My upbringing was very much like this. My mother maintains to the bitter end that it was equal. But I wasn’t allowed to ask for boy fun things/toys and got to occasionally share my brothers stuff when I had prostrated and humiliated myself enough in his eyes. So he had a dog and I got dolls. Then when he was older, my father started to live vicariously through my brother. So for no reason other my father felt like it, he got a pony, a scrap motorbike and a succession of scrap cars to drive around my parents land.
I had to beg him to use them sometimes and I had to be ultra nice to him, which was humiliating as he was violent and bullied me badly both verbally and physically, which escalated into something worse in my teens.
When it was clear my brother was too allergic to the pony and my mother got fed up of caring for it, it was made very clear that the pony was too strong for me and they were selling it instead of keeping it for me/leading me round on it until I was strong enough. I am the younger child. Because it was my brothers pony, I knew my brother wouldn’t let me near it - he was the same with the dog so I never showed an interest in her even though to this day selling her digs deep in my heart. If asked, my mother would ridicule me and tell me I showed no interest in the pony and I’m making up stories.
Does any of this sound equal to you?
Your mother has set up a narrative, where she ignores anything, which doesn’t fit with her vision of herself. The way that she maintains the farce, that her children are treated equally is to pretend your marriage doesn’t exist. If you challenge her, she will treat you as an ungrateful child “after all I’ve done”. She will turn on you and make it very clear that when you actually get married the funds are available for your proper wedding, to a man obviously. She has no intention of giving you this money. £30 k is for weddings and you haven’t had one.
What would I do? For starters, I would stop playing her nasty games. You have been a pawn in her life for years. Consider writing a loving and caring letter to your entire family - aunts, uncles, grandparents etc. State in the letter you wanted to let them know you married your wonderful wife on x date and that you now realise how sad you are you didn’t get to celebrate your Union with them. Apologise for not letting them know, that you were told your wedding needed to be a secret and you didn’t have the funds for a big wedding. This would be the only way to put the situation out there for all to see.
Of course you don’t have to do this. And if you do, be very clear, your mother may possibly disown you and disinherit you. The entire family on both sides may also do the same. And your sister. Then there’s your father. Despite loving you very much, your father sounds like a weak man. He will do as he is told. So please,if you like this idea, do not go into this lightly or immediately. Take some time. Maybe years to consider if you wish to tell your family members. If you don’t wish to do it in such an open way, you could start by telling a cousin first perhaps and let it filter down that way.

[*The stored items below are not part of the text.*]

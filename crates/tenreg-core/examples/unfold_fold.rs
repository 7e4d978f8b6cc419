//! Sample-axis matricization example.
//!
//! Shows how a batch of tensors is flattened into the design matrix used by
//! the low-rank fitter, and how a weight matrix is turned back into a tensor.
//!
//! Run with:
//! ```bash
//! cargo run --example unfold_fold
//! ```

use tenreg_core::DenseND;

fn main() -> anyhow::Result<()> {
    println!("=== tenreg-core: sample-axis unfold/fold ===\n");

    // A batch of 3 samples, each of shape [2, 4]
    let batch = DenseND::<f64>::from_fn(&[3, 2, 4], |idx| {
        (idx[0] * 100 + idx[1] * 10 + idx[2]) as f64
    });
    println!("Batch shape: {:?}", batch.shape());

    let mat = batch.unfold_samples()?;
    println!("Unfolded shape: {:?}", mat.shape());
    println!("Row 1 (sample 1, row-major): {:?}", mat.row(1).to_vec());

    let folded = DenseND::fold_samples(&mat, batch.trailing_shape()?)?;
    println!("Round trip exact: {}", folded == batch);

    // Weight matrix (I, J) = (8, 2) viewed as a [2, 4, 2] tensor
    let w_mat = DenseND::<f64>::from_fn(&[8, 2], |idx| (idx[0] * 2 + idx[1]) as f64).unfold_samples()?;
    let w = DenseND::from_matrix(&w_mat, &[2, 4, 2])?;
    println!("Weight tensor shape: {:?}", w.shape());

    Ok(())
}
//! # tenreg-core
//!
//! Core tensor type and matricization for low-rank tensor regression.
//!
//! - **Dense tensor representation** ([`DenseND`]), always row-major
//! - **Sample-axis matricization**: [`DenseND::unfold_samples`] maps an
//!   `(N, d_1, ..., d_k)` batch to an `(N, d_1 * ... * d_k)` matrix and
//!   [`DenseND::fold_samples`] inverts it exactly
//! - **Seedable random creation** for reproducible initialization
//!
//! ## SciRS2 Integration
//!
//! Array storage and random number generation go through `scirs2-core`.
//! Direct use of `ndarray` or `rand` is avoided.
//!
//! ## Quick Start
//!
//! ```
//! use tenreg_core::DenseND;
//!
//! // A batch of 4 samples, each a 2x3 matrix
//! let batch = DenseND::<f64>::from_fn(&[4, 2, 3], |idx| (idx[0] + idx[1] * idx[2]) as f64);
//!
//! let mat = batch.unfold_samples().unwrap();
//! assert_eq!(mat.shape(), &[4, 6]);
//!
//! let back = DenseND::fold_samples(&mat, &[2, 3]).unwrap();
//! assert_eq!(back, batch);
//! ```
//!
//! ## Error Handling
//!
//! Shape violations surface as [`ShapeError`]:
//!
//! ```
//! use tenreg_core::{DenseND, ShapeError};
//!
//! let err = DenseND::from_vec(vec![1.0, 2.0, 3.0], &[2, 2]).unwrap_err();
//! assert!(matches!(err, ShapeError::ElementCount { expected: 4, actual: 3, .. }));
//! ```

#![deny(warnings)]

pub mod dense;
pub mod error;

#[cfg(test)]
mod property_tests;

pub use dense::DenseND;
pub use error::ShapeError;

Confronting your mother will do nothing. If treating you equally is brought up, you can tell your mother you know it isn’t true otherwise you’d be 30k better off. Be prepared for her to tear you to pieces. You will get nowhere by confronting her. The best way to do this is to write a letter. Rewrite it until you are happy that it is devoid of accusations and not overly emotional. Then either send it. Or keep it. Or burn it.
I sent my mother one such letter when I had just turned 20. But it was far too long. And she got nothing out of it except that I was a horrid and ungrateful child after all she had done for me. She disliked me even more after that. I also tried to speak to her when I was early 30’s. She got incredibly upset and I ended up backing down. I am mid 40’s and I now know she will never, ever look at who she is. And why? Because she is a narcissist and I am her scapegoat. She has projected all of her ill feelings about herself onto me. And I am everything bad. In confronting her with these feelings I was attempting to make her see herself warts and all. She is unwilling and unable to do so. Much preferring to let me carry the burden. I was always her emotional crutch as a child. From very young, I thought about her and what she wanted first. She was my world, and always on my mind. All I thought about was pleasing her - because it was so difficult to do, unattainable in fact. I put her on a pedestal and in in return, she favoured my brother. I refuse to be that person anymore.
We don’t get to choose our family. But as others have said, you have the opportunity to make a new family with your wife, close friends and people, who truly see you and love you for who you are.
What does your sister say in all of this? Is your wife invited to the wedding? If she is, it is also possible to out yourself at the wedding. “Hello uncle Jim, this is my wife, Tina”.